===== Given entries =====

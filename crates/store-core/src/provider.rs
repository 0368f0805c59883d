//! # Payment Provider Seam
//!
//! The storefront hands a built payment-session request to an external
//! hosted provider and redirects the buyer to the URL it returns. Each
//! provider (Stripe today) implements [`PaymentProvider`]; the rest of the
//! system only sees this trait, so the provider can be swapped without
//! touching the checkout flow.

use crate::error::StoreResult;
use crate::product::Currency;
use async_trait::async_trait;
use chrono::{DateTime, Utc};
use serde::{Deserialize, Serialize};
use std::sync::Arc;
use uuid::Uuid;

/// One priced, quantified entry sent to the provider
#[derive(Debug, Clone, PartialEq, Eq, Serialize, Deserialize)]
pub struct SessionLineItem {
    /// Product display name
    pub name: String,
    /// Unit price in minor currency units (999 for $9.99)
    pub unit_amount: i64,
    /// Quantity
    pub quantity: u32,
    /// Currency (fixed per deployment)
    pub currency: Currency,
}

/// A payment-session request built by the checkout orchestrator
#[derive(Debug, Clone, Serialize, Deserialize)]
pub struct PaymentSessionRequest {
    /// The local order this session pays for; carried in session metadata
    /// and reused as the idempotency key, so re-submitting the same order
    /// cannot create a second charge.
    pub order_id: Uuid,
    /// One line item per cart line
    pub line_items: Vec<SessionLineItem>,
    /// Absolute URL the provider redirects to after payment
    pub success_url: String,
    /// Absolute URL the provider redirects to on abandonment
    pub cancel_url: String,
}

/// The provider's handle for a created session
#[derive(Debug, Clone, Serialize, Deserialize)]
pub struct PaymentSessionHandle {
    /// Provider's opaque session id
    pub session_id: String,
    /// Hosted payment page to redirect the buyer to
    pub redirect_url: String,
    /// When the session expires, if the provider says
    #[serde(skip_serializing_if = "Option::is_none")]
    pub expires_at: Option<DateTime<Utc>>,
}

/// Kinds of provider notifications the reconciler acts on
#[derive(Debug, Clone, PartialEq, Eq)]
pub enum PaymentEventKind {
    SessionCompleted,
    SessionExpired,
    PaymentFailed,
    Unknown(String),
}

/// A verified, parsed provider notification
#[derive(Debug, Clone)]
pub struct PaymentEvent {
    pub event_id: String,
    pub kind: PaymentEventKind,
    pub session_id: Option<String>,
    /// Local order id recovered from session metadata
    pub order_id: Option<Uuid>,
    pub amount_total: Option<i64>,
    pub payment_status: Option<String>,
    pub timestamp: DateTime<Utc>,
}

impl PaymentEvent {
    /// Whether the provider attests the session was actually paid
    pub fn is_paid(&self) -> bool {
        self.payment_status.as_deref() == Some("paid")
    }
}

/// Seam to the external hosted payment provider
#[async_trait]
pub trait PaymentProvider: Send + Sync {
    /// Create a payment session and return the redirect handle.
    ///
    /// Provider-side failures (network, validation, auth) surface as a
    /// single provider-error kind; the caller reports them to the user and
    /// the flow is retried by re-submitting checkout.
    async fn create_session(
        &self,
        request: &PaymentSessionRequest,
    ) -> StoreResult<PaymentSessionHandle>;

    /// Verify a webhook signature and parse the notification
    async fn verify_webhook(&self, payload: &[u8], signature: &str) -> StoreResult<PaymentEvent>;

    /// Provider name, for logging and error reporting
    fn provider_name(&self) -> &'static str;
}

/// Type alias for a shared provider (dynamic dispatch)
pub type BoxedPaymentProvider = Arc<dyn PaymentProvider>;

/// Redirect targets handed to the provider, computed once from the
/// configured application origin
#[derive(Debug, Clone)]
pub struct CheckoutUrls {
    /// Base URL of the application (e.g., "https://shop.example.com")
    pub base_url: String,
    /// Success page path
    pub success_path: String,
    /// Cancel page path
    pub cancel_path: String,
}

impl CheckoutUrls {
    pub fn new(base_url: impl Into<String>) -> Self {
        Self {
            base_url: base_url.into(),
            success_path: "/checkout/success".to_string(),
            cancel_path: "/checkout/cancel".to_string(),
        }
    }

    pub fn success_url(&self) -> String {
        format!("{}{}", self.base_url, self.success_path)
    }

    pub fn cancel_url(&self) -> String {
        format!("{}{}", self.base_url, self.cancel_path)
    }

    /// Success URL with the provider's session-id placeholder appended
    pub fn success_url_with_session(&self) -> String {
        format!("{}?session_id={{CHECKOUT_SESSION_ID}}", self.success_url())
    }
}

impl Default for CheckoutUrls {
    fn default() -> Self {
        Self::new("http://localhost:8080")
    }
}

=====

### What you will do
Starting with the line that contains "pub fn success_url_with_session(&self)", copy each line through the end of the data exactly, and leave out all earlier lines.

### Written solution
    pub fn success_url_with_session(&self) -> String {
        format!("{}?session_id={{CHECKOUT_SESSION_ID}}", self.success_url())
    }
}

impl Default for CheckoutUrls {
    fn default() -> Self {
        Self::new("http://localhost:8080")
    }
}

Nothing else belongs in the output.